═══ DATASET RECORDS ═══

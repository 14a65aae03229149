use crate::channel::{Connection, DispatchOutcome, Envelope, MessageDispatcher};
use crate::error::HandlerError;
use crate::tests::{next_text, open_connection};

use std::sync::{Arc, Mutex};

use serde_json::{Value, json};

type Calls = Arc<Mutex<Vec<&'static str>>>;

fn recording(
    calls: &Calls,
    name: &'static str,
    result: Result<bool, &'static str>,
) -> impl Fn(&Connection, &str, &Value) -> Result<bool, HandlerError> + Send + Sync + 'static {
    let calls = Arc::clone(calls);
    move |_: &Connection, _: &str, _: &Value| {
        calls.lock().expect("lock").push(name);
        result.map_err(HandlerError::failed)
    }
}

/// **VALUE**: Verifies the chain stops at the first handler that consumes the message.
///
/// **WHY THIS MATTERS**: Handlers are layered like middleware; a consumed message must
/// not also trigger a later catch-all.
///
/// **BUG THIS CATCHES**: Would catch dispatch continuing after `Ok(true)`.
#[test]
fn given_consuming_handler_when_dispatch_then_later_handlers_skipped() {
    let (connection, _outbound) = open_connection(41001);
    let calls: Calls = Arc::default();
    let dispatcher = MessageDispatcher::new();
    dispatcher.add_fn(recording(&calls, "a", Ok(false)));
    dispatcher.add_fn(recording(&calls, "b", Ok(true)));
    dispatcher.add_fn(recording(&calls, "c", Ok(true)));

    let outcome = dispatcher.dispatch(&connection, r#"{"address":"x","payload":1}"#);

    assert_eq!(outcome, DispatchOutcome::Consumed { index: 1 });
    assert_eq!(*calls.lock().expect("lock"), vec!["a", "b"]);
}

/// **VALUE**: Verifies a failing handler counts as "not consumed".
///
/// **WHY THIS MATTERS**: One buggy handler must not stop messages reaching the others
/// or take the connection down.
///
/// **BUG THIS CATCHES**: Would catch an `Err` aborting the chain.
#[test]
fn given_failing_handler_when_dispatch_then_next_handler_runs() {
    let (connection, _outbound) = open_connection(41002);
    let calls: Calls = Arc::default();
    let dispatcher = MessageDispatcher::new();
    dispatcher.add_fn(recording(&calls, "broken", Err("boom")));
    dispatcher.add_fn(recording(&calls, "fallback", Ok(true)));

    let outcome = dispatcher.dispatch(&connection, r#"{"address":"x","payload":null}"#);

    assert_eq!(outcome, DispatchOutcome::Consumed { index: 1 });
    assert_eq!(*calls.lock().expect("lock"), vec!["broken", "fallback"]);
}

/// **VALUE**: Verifies a panicking handler is contained like a failing one.
///
/// **BUG THIS CATCHES**: Would catch a panic unwinding into the connection task.
#[test]
fn given_panicking_handler_when_dispatch_then_next_handler_runs() {
    let (connection, _outbound) = open_connection(41003);
    let dispatcher = MessageDispatcher::new();
    dispatcher.add_fn(|_: &Connection, _: &str, _: &Value| -> Result<bool, HandlerError> {
        panic!("handler bug")
    });
    dispatcher.add_fn(|_: &Connection, _: &str, _: &Value| Ok(true));

    let outcome = dispatcher.dispatch(&connection, r#"{"address":"x","payload":{}}"#);

    assert_eq!(outcome, DispatchOutcome::Consumed { index: 1 });
}

/// **VALUE**: Verifies unclaimed messages are reported, not treated as errors.
#[test]
fn given_no_consuming_handler_when_dispatch_then_unclaimed() {
    let (connection, _outbound) = open_connection(41004);
    let dispatcher = MessageDispatcher::default();
    assert!(dispatcher.is_empty());
    assert_eq!(
        dispatcher.dispatch(&connection, r#"{"address":"x","payload":[]}"#),
        DispatchOutcome::Unclaimed
    );

    dispatcher.add_fn(|_: &Connection, _: &str, _: &Value| Ok(false));
    assert_eq!(
        dispatcher.dispatch(&connection, r#"{"address":"x","payload":[]}"#),
        DispatchOutcome::Unclaimed
    );
}

/// **VALUE**: Verifies frames that aren't envelopes never reach handlers.
///
/// **BUG THIS CATCHES**: Would catch a missing payload being defaulted to null, or
/// plain text being wrapped into an envelope.
#[test]
fn given_malformed_frames_when_dispatch_then_malformed_and_handlers_untouched() {
    let (connection, _outbound) = open_connection(41005);
    let calls: Calls = Arc::default();
    let dispatcher = MessageDispatcher::new();
    dispatcher.add_fn(recording(&calls, "any", Ok(true)));

    for frame in ["hello", "{}", r#"{"address":"x"}"#, r#"{"payload":1}"#, "[1,2]"] {
        assert_eq!(
            dispatcher.dispatch(&connection, frame),
            DispatchOutcome::Malformed,
            "frame {frame:?}"
        );
    }
    assert!(calls.lock().expect("lock").is_empty());
}

/// **VALUE**: Verifies handlers see address and payload and can reply on the connection.
#[test]
fn given_echo_handler_when_dispatch_then_reply_queued() {
    let (connection, mut outbound) = open_connection(41006);
    let dispatcher = MessageDispatcher::new();
    dispatcher.add_fn(|connection: &Connection, address: &str, payload: &Value| {
        if address != "echo" {
            return Ok(false);
        }
        connection.send_envelope("echo.reply", payload.clone())?;
        Ok(true)
    });

    let outcome = dispatcher.dispatch_envelope(&connection, &Envelope::new("echo", json!("hi")));

    assert_eq!(outcome, DispatchOutcome::Consumed { index: 0 });
    let reply = Envelope::parse(&next_text(&mut outbound)).expect("reply is an envelope");
    assert_eq!(reply, Envelope::new("echo.reply", json!("hi")));
}

/// **VALUE**: Verifies a removed handler is no longer consulted.
#[test]
fn given_removed_handler_when_dispatch_then_skipped() {
    let (connection, _outbound) = open_connection(41007);
    let dispatcher = MessageDispatcher::new();
    let id = dispatcher.add_fn(|_: &Connection, _: &str, _: &Value| Ok(true));

    assert!(dispatcher.remove(id));
    assert_eq!(dispatcher.len(), 0);
    assert_eq!(
        dispatcher.dispatch(&connection, r#"{"address":"x","payload":0}"#),
        DispatchOutcome::Unclaimed
    );
}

═══

## EXERCISE INSTRUCTIONS
Each record above must be given again exactly.

## SOLUTION TO THE PROBLEM
repository 14a65aae03229149
use crate::channel::{Connection, DispatchOutcome, Envelope, MessageDispatcher};
use crate::error::HandlerError;
use crate::tests::{next_text, open_connection};

use std::sync::{Arc, Mutex};

use serde_json::{Value, json};

type Calls = Arc<Mutex<Vec<&'static str>>>;

fn recording(
    calls: &Calls,
    name: &'static str,
    result: Result<bool, &'static str>,
) -> impl Fn(&Connection, &str, &Value) -> Result<bool, HandlerError> + Send + Sync + 'static {
    let calls = Arc::clone(calls);
    move |_: &Connection, _: &str, _: &Value| {
        calls.lock().expect("lock").push(name);
        result.map_err(HandlerError::failed)
    }
}

/// **VALUE**: Verifies the chain stops at the first handler that consumes the message.
///
/// **WHY THIS MATTERS**: Handlers are layered like middleware; a consumed message must
/// not also trigger a later catch-all.
///
/// **BUG THIS CATCHES**: Would catch dispatch continuing after `Ok(true)`.
#[test]
fn given_consuming_handler_when_dispatch_then_later_handlers_skipped() {
    let (connection, _outbound) = open_connection(41001);
    let calls: Calls = Arc::default();
    let dispatcher = MessageDispatcher::new();
    dispatcher.add_fn(recording(&calls, "a", Ok(false)));
    dispatcher.add_fn(recording(&calls, "b", Ok(true)));
    dispatcher.add_fn(recording(&calls, "c", Ok(true)));

    let outcome = dispatcher.dispatch(&connection, r#"{"address":"x","payload":1}"#);

    assert_eq!(outcome, DispatchOutcome::Consumed { index: 1 });
    assert_eq!(*calls.lock().expect("lock"), vec!["a", "b"]);
}

/// **VALUE**: Verifies a failing handler counts as "not consumed".
///
/// **WHY THIS MATTERS**: One buggy handler must not stop messages reaching the others
/// or take the connection down.
///
/// **BUG THIS CATCHES**: Would catch an `Err` aborting the chain.
#[test]
fn given_failing_handler_when_dispatch_then_next_handler_runs() {
    let (connection, _outbound) = open_connection(41002);
    let calls: Calls = Arc::default();
    let dispatcher = MessageDispatcher::new();
    dispatcher.add_fn(recording(&calls, "broken", Err("boom")));
    dispatcher.add_fn(recording(&calls, "fallback", Ok(true)));

    let outcome = dispatcher.dispatch(&connection, r#"{"address":"x","payload":null}"#);

    assert_eq!(outcome, DispatchOutcome::Consumed { index: 1 });
    assert_eq!(*calls.lock().expect("lock"), vec!["broken", "fallback"]);
}

/// **VALUE**: Verifies a panicking handler is contained like a failing one.
///
/// **BUG THIS CATCHES**: Would catch a panic unwinding into the connection task.
#[test]
fn given_panicking_handler_when_dispatch_then_next_handler_runs() {
    let (connection, _outbound) = open_connection(41003);
    let dispatcher = MessageDispatcher::new();
    dispatcher.add_fn(|_: &Connection, _: &str, _: &Value| -> Result<bool, HandlerError> {
        panic!("handler bug")
    });
    dispatcher.add_fn(|_: &Connection, _: &str, _: &Value| Ok(true));

    let outcome = dispatcher.dispatch(&connection, r#"{"address":"x","payload":{}}"#);

    assert_eq!(outcome, DispatchOutcome::Consumed { index: 1 });
}

/// **VALUE**: Verifies unclaimed messages are reported, not treated as errors.
#[test]
fn given_no_consuming_handler_when_dispatch_then_unclaimed() {
    let (connection, _outbound) = open_connection(41004);
    let dispatcher = MessageDispatcher::default();
    assert!(dispatcher.is_empty());
    assert_eq!(
        dispatcher.dispatch(&connection, r#"{"address":"x","payload":[]}"#),
        DispatchOutcome::Unclaimed
    );

    dispatcher.add_fn(|_: &Connection, _: &str, _: &Value| Ok(false));
    assert_eq!(
        dispatcher.dispatch(&connection, r#"{"address":"x","payload":[]}"#),
        DispatchOutcome::Unclaimed
    );
}

/// **VALUE**: Verifies frames that aren't envelopes never reach handlers.
///
/// **BUG THIS CATCHES**: Would catch a missing payload being defaulted to null, or
/// plain text being wrapped into an envelope.
#[test]
fn given_malformed_frames_when_dispatch_then_malformed_and_handlers_untouched() {
    let (connection, _outbound) = open_connection(41005);
    let calls: Calls = Arc::default();
    let dispatcher = MessageDispatcher::new();
    dispatcher.add_fn(recording(&calls, "any", Ok(true)));

    for frame in ["hello", "{}", r#"{"address":"x"}"#, r#"{"payload":1}"#, "[1,2]"] {
        assert_eq!(
            dispatcher.dispatch(&connection, frame),
            DispatchOutcome::Malformed,
            "frame {frame:?}"
        );
    }
    assert!(calls.lock().expect("lock").is_empty());
}

/// **VALUE**: Verifies handlers see address and payload and can reply on the connection.
#[test]
fn given_echo_handler_when_dispatch_then_reply_queued() {
    let (connection, mut outbound) = open_connection(41006);
    let dispatcher = MessageDispatcher::new();
    dispatcher.add_fn(|connection: &Connection, address: &str, payload: &Value| {
        if address != "echo" {
            return Ok(false);
        }
        connection.send_envelope("echo.reply", payload.clone())?;
        Ok(true)
    });

    let outcome = dispatcher.dispatch_envelope(&connection, &Envelope::new("echo", json!("hi")));

    assert_eq!(outcome, DispatchOutcome::Consumed { index: 0 });
    let reply = Envelope::parse(&next_text(&mut outbound)).expect("reply is an envelope");
    assert_eq!(reply, Envelope::new("echo.reply", json!("hi")));
}

/// **VALUE**: Verifies a removed handler is no longer consulted.
#[test]
fn given_removed_handler_when_dispatch_then_skipped() {
    let (connection, _outbound) = open_connection(41007);
    let dispatcher = MessageDispatcher::new();
    let id = dispatcher.add_fn(|_: &Connection, _: &str, _: &Value| Ok(true));

    assert!(dispatcher.remove(id));
    assert_eq!(dispatcher.len(), 0);
    assert_eq!(
        dispatcher.dispatch(&connection, r#"{"address":"x","payload":0}"#),
        DispatchOutcome::Unclaimed
    );
}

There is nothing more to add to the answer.